We’ve gone through previous posts talking about the drafting process and specifically about zero drafts and first drafts. If you haven’t by now you’re probably starting to wonder just how many drafts will it take?

As with many things the answer is going to be that it depends on a number of factors. Let’s talk about what some of those factors are right now.

Do you use an outline?

I first heard this idea that made a lot of sense to me by listening to one of Brandon Sanderson’s videos where he’s teaching his class at BYU about plotting and outlining. He talks about this concept of writers who front load their work versus writers who do their work on the back end. I recommend you go look up his writing videos but this concept of frontloading versus backloading your work makes really good tactical sense. How do you personally like to operate?

If you use an outline, you do most of your work on the front end before you get into the book. This often allows you to work out a lot of your plot threads and find out what is and isn’t working before you’re 60,000 words in. The more detailed an outliner you are, and the more you stick to that outline, the less likely you are to have to go through a ton of drafts.

Writers that don’t use an outline do their work on the back end after the book is written. These types of writers don’t truly know the shape of their story until they have that book in their hands and so all their work happens after a draft is finished and will go through multiple drafts as part of their process, further improving their novel with each passing round.

Traditional or indie?

This question has less to do with your choices and more to do with the amount of people that you have backing you. 

If you go the traditional published route, it’s very likely that you are going to end up going through way more drafts than you thought possible. The thing is, by the time you go on submission to agents you’ll have already done your own editing. You’ll have already probably sent it to your own critique group, alpha and beta readers, You may have even hired your own editor and gone through several drafts and several rounds of editing in order to get that manuscript into an agent’s hands.

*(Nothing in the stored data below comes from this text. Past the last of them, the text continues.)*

//! Tool detector: resolves build/typecheck/lint/test commands for a work area.
//!
//! Explicit overrides always win. Remaining slots are filled from the first
//! recognized project manifest; anything unresolved stays empty and its check
//! is skipped by the pipeline.

use std::fs;
use std::path::Path;
use std::sync::LazyLock;

use regex::Regex;
use serde_json::Value;
use tracing::{debug, info, instrument};

use crate::core::types::{CheckKind, CommandSpec, ToolConfig};

/// Ecosystems recognized by their manifests, in probe priority order.
#[derive(Debug, Clone, Copy, PartialEq, Eq)]
pub enum Ecosystem {
    Cargo,
    Node(NodeManager),
    Python,
    Go,
    Make,
}

#[derive(Debug, Clone, Copy, PartialEq, Eq)]
pub enum NodeManager {
    Npm,
    Pnpm,
    Yarn,
    Bun,
}

impl NodeManager {
    fn program(self) -> &'static str {
        match self {
            NodeManager::Npm => "npm",
            NodeManager::Pnpm => "pnpm",
            NodeManager::Yarn => "yarn",
            NodeManager::Bun => "bun",
        }
    }

    fn detect(work_dir: &Path) -> Self {
        if work_dir.join("pnpm-lock.yaml").exists() {
            NodeManager::Pnpm
        } else if work_dir.join("yarn.lock").exists() {
            NodeManager::Yarn
        } else if work_dir.join("bun.lockb").exists() || work_dir.join("bun.lock").exists() {
            NodeManager::Bun
        } else {
            NodeManager::Npm
        }
    }
}

/// Placeholder `test` script written by `npm init`; it always fails.
const NPM_PLACEHOLDER_TEST: &str = "no test specified";

/// Probe manifests in priority order.
pub fn detect_ecosystem(work_dir: &Path) -> Option<Ecosystem> {
    if work_dir.join("Cargo.toml").is_file() {
        return Some(Ecosystem::Cargo);
    }
    if work_dir.join("package.json").is_file() {
        return Some(Ecosystem::Node(NodeManager::detect(work_dir)));
    }
    if work_dir.join("pyproject.toml").is_file() || work_dir.join("setup.py").is_file() {
        return Some(Ecosystem::Python);
    }
    if work_dir.join("go.mod").is_file() {
        return Some(Ecosystem::Go);
    }
    if work_dir.join("Makefile").is_file() {
        return Some(Ecosystem::Make);
    }
    None
}

/// Best-effort detection of commands from the work area alone.
pub fn detect_tools(work_dir: &Path) -> ToolConfig {
    match detect_ecosystem(work_dir) {
        Some(Ecosystem::Cargo) => ToolConfig {
            build_command: Some(CommandSpec::new(["cargo", "build", "--all-targets"])),
            lint_command: Some(CommandSpec::new([
                "cargo",
                "clippy",
                "--all-targets",
                "--",
                "-D",
                "warnings",
            ])),
            // `cargo build` already type-checks.
            typecheck_command: None,
            test_command: Some(CommandSpec::new(["cargo", "test"])),
        },
        Some(Ecosystem::Node(manager)) => detect_node(work_dir, manager),
        Some(Ecosystem::Python) => detect_python(work_dir),
        Some(Ecosystem::Go) => ToolConfig {
            build_command: Some(CommandSpec::new(["go", "build", "./..."])),
            lint_command: None,
            typecheck_command: Some(CommandSpec::new(["go", "vet", "./..."])),
            test_command: Some(CommandSpec::new(["go", "test", "./..."])),
        },
        Some(Ecosystem::Make) => detect_make(work_dir),
        None => ToolConfig::default(),
    }
}

/// Combine explicit overrides with detection. Overrides are never replaced.
#[instrument(skip_all, fields(work_dir = %work_dir.display()))]
pub fn resolve_tools(work_dir: &Path, overrides: &ToolConfig) -> ToolConfig {
    let detected = detect_tools(work_dir);
    let mut resolved = ToolConfig::default();
    for kind in CheckKind::ALL {
        let chosen = match overrides.get(kind) {
            Some(spec) => {
                debug!(check = %kind, command = %spec, "using override");
                Some(spec.clone())
            }
            None => detected.get(kind).cloned(),
        };
        *resolved.slot_mut(kind) = chosen;
    }
    info!(
        build = resolved.get(CheckKind::Build).is_some(),
        typecheck = resolved.get(CheckKind::Typecheck).is_some(),
        lint = resolved.get(CheckKind::Lint).is_some(),
        test = resolved.get(CheckKind::Test).is_some(),
        "resolved tool config"
    );
    resolved
}

fn detect_node(work_dir: &Path, manager: NodeManager) -> ToolConfig {
    let scripts = fs::read_to_string(work_dir.join("package.json"))
        .ok()
        .and_then(|raw| serde_json::from_str::<Value>(&raw).ok())
        .and_then(|pkg| pkg.get("scripts").cloned())
        .unwrap_or(Value::Null);
    let script = |name: &str| scripts.get(name).and_then(Value::as_str);
    let run = |name: &str| {
        script(name).map(|_| CommandSpec::new([manager.program(), "run", name]))
    };

    let typecheck = run("typecheck").or_else(|| {
        work_dir
            .join("tsconfig.json")
            .is_file()
            .then(|| CommandSpec::new(["npx", "tsc", "--noEmit"]))
    });
    let test = script("test")
        .filter(|body| !body.contains(NPM_PLACEHOLDER_TEST))
        .map(|_| CommandSpec::new([manager.program(), "test"]));

    ToolConfig {
        build_command: run("build"),
        lint_command: run("lint"),
        typecheck_command: typecheck,
        test_command: test,
    }
}

fn detect_python(work_dir: &Path) -> ToolConfig {
    let pyproject = fs::read_to_string(work_dir.join("pyproject.toml"))
        .ok()
        .and_then(|raw| raw.parse::<toml::Table>().ok())
        .unwrap_or_default();
    let tool_table = |name: &str| {
        pyproject
            .get("tool")
            .and_then(|tool| tool.get(name))
            .is_some()
    };

    let lint = (tool_table("ruff") || work_dir.join("ruff.toml").is_file())
        .then(|| CommandSpec::new(["ruff", "check", "."]));
    let typecheck = (tool_table("mypy") || work_dir.join("mypy.ini").is_file())
        .then(|| CommandSpec::new(["mypy", "."]));

    ToolConfig {
        build_command: None,
        lint_command: lint,
        typecheck_command: typecheck,
        test_command: Some(CommandSpec::new(["python", "-m", "pytest"])),
    }
}

fn detect_make(work_dir: &Path) -> ToolConfig {
    static TARGET_RE: LazyLock<Regex> =
        LazyLock::new(|| Regex::new(r"(?m)^([A-Za-z][A-Za-z0-9_-]*)\s*:").expect("target regex"));

    let makefile = fs::read_to_string(work_dir.join("Makefile")).unwrap_or_default();
    let has_target = |target: &str| {
        TARGET_RE
            .captures_iter(&makefile)
            .any(|caps| caps.get(1).is_some_and(|m| m.as_str() == target))
    };
    let make = |target: &str| has_target(target).then(|| CommandSpec::new(["make", target]));

    ToolConfig {
        build_command: make("build"),
        lint_command: make("lint"),
        typecheck_command: make("typecheck"),
        test_command: make("test"),
    }
}
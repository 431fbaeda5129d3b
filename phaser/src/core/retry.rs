//! Retry budget accounting.
//!
//! A phase gets one initial cycle plus `max_retries` further cycles. The
//! attempt counter is incremented once per failed cycle, before the budget is
//! consulted.

/// What to do after a cycle failed.
#[derive(Debug, Clone, Copy, PartialEq, Eq)]
pub enum RetryDecision {
    /// Budget remains; run another cycle.
    Retry,
    /// `attempts` failed cycles exceed the budget; the phase is failed.
    Exhausted,
}

/// Decide the next step given the attempt count *after* recording a failure.
pub fn after_failed_cycle(attempts: u32, max_retries: u32) -> RetryDecision {
    if attempts > max_retries {
        RetryDecision::Exhausted
    } else {
        RetryDecision::Retry
    }
}

/// True if a phase resumed with `attempts` recorded failures may still run.
pub fn has_budget(attempts: u32, max_retries: u32) -> bool {
    attempts <= max_retries
}
//! Deterministic, pure logic shared by the phase engine.
//!
//! Core modules must be free of I/O side effects. They operate on in-memory
//! data structures and return deterministic outputs suitable for tests.

pub mod invariants;
pub mod phase;
pub mod retry;
pub mod state_machine;
pub mod types;
pub mod verdict;
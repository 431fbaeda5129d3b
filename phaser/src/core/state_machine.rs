//! Per-phase lifecycle and its legal transitions.

use std::fmt;

use serde::{Deserialize, Serialize};

use crate::error::EngineError;

#[derive(Debug, Clone, Copy, PartialEq, Eq, Serialize, Deserialize)]
#[serde(rename_all = "lowercase")]
pub enum PhaseState {
    Pending,
    Executing,
    Verifying,
    Fixing,
    Completed,
    Failed,
}

impl PhaseState {
    pub fn as_str(self) -> &'static str {
        match self {
            PhaseState::Pending => "pending",
            PhaseState::Executing => "executing",
            PhaseState::Verifying => "verifying",
            PhaseState::Fixing => "fixing",
            PhaseState::Completed => "completed",
            PhaseState::Failed => "failed",
        }
    }

    pub fn is_terminal(self) -> bool {
        matches!(self, PhaseState::Completed | PhaseState::Failed)
    }

    fn allowed_transitions(self) -> &'static [PhaseState] {
        match self {
            PhaseState::Pending => &[PhaseState::Executing, PhaseState::Failed],
            // Executing -> Executing re-enters implement after the invocation itself failed.
            PhaseState::Executing => &[
                PhaseState::Verifying,
                PhaseState::Executing,
                PhaseState::Failed,
            ],
            PhaseState::Verifying => &[
                PhaseState::Completed,
                PhaseState::Fixing,
                PhaseState::Failed,
            ],
            PhaseState::Fixing => &[PhaseState::Verifying, PhaseState::Failed],
            PhaseState::Completed | PhaseState::Failed => &[],
        }
    }

    pub fn can_transition(self, to: PhaseState) -> bool {
        self.allowed_transitions().contains(&to)
    }
}

impl fmt::Display for PhaseState {
    fn fmt(&self, f: &mut fmt::Formatter<'_>) -> fmt::Result {
        f.write_str(self.as_str())
    }
}

/// Tracks one phase through its lifecycle, rejecting illegal transitions.
#[derive(Debug, Clone)]
pub struct PhaseMachine {
    phase_id: String,
    state: PhaseState,
}

impl PhaseMachine {
    pub fn new(phase_id: impl Into<String>) -> Self {
        Self {
            phase_id: phase_id.into(),
            state: PhaseState::Pending,
        }
    }

    pub fn state(&self) -> PhaseState {
        self.state
    }

    pub fn transition(&mut self, to: PhaseState) -> Result<PhaseState, EngineError> {
        if !self.state.can_transition(to) {
            return Err(EngineError::InvalidTransition {
                phase: self.phase_id.clone(),
                from: self.state,
                to,
            });
        }
        let from = self.state;
        self.state = to;
        Ok(from)
    }
}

Your agent may then call for additional revisions and you’re publishing house is going to put your book through it’s paces and work it several more developmental edits.

If you’re an indie author, you of course have the option to put your book through as many or as little revisions as you think is necessary, however, unlike when you have a publishing house behind you, you will have to pay for those rounds of edits out of pocket.

How clean are your drafts? 

You may have other challenges for writing drafts that don’t include developmental problems. For instance do you have a learning disability? Are you writing a book in a language that is not your first? Do you have a physical disability that makes typing hard?

If you are writing a book about your personal trauma, and you are working through that trauma as you are writing the book, each draft might mean you working through that trauma in a different way.

How long have you spent in this world?

Is it your first book in a new world? Is it your 20th book? If you aspire to be that author that writes about characters from one single world, then you might actually have an easier time writing your drafts than somebody who jumps through multiple worlds and series. 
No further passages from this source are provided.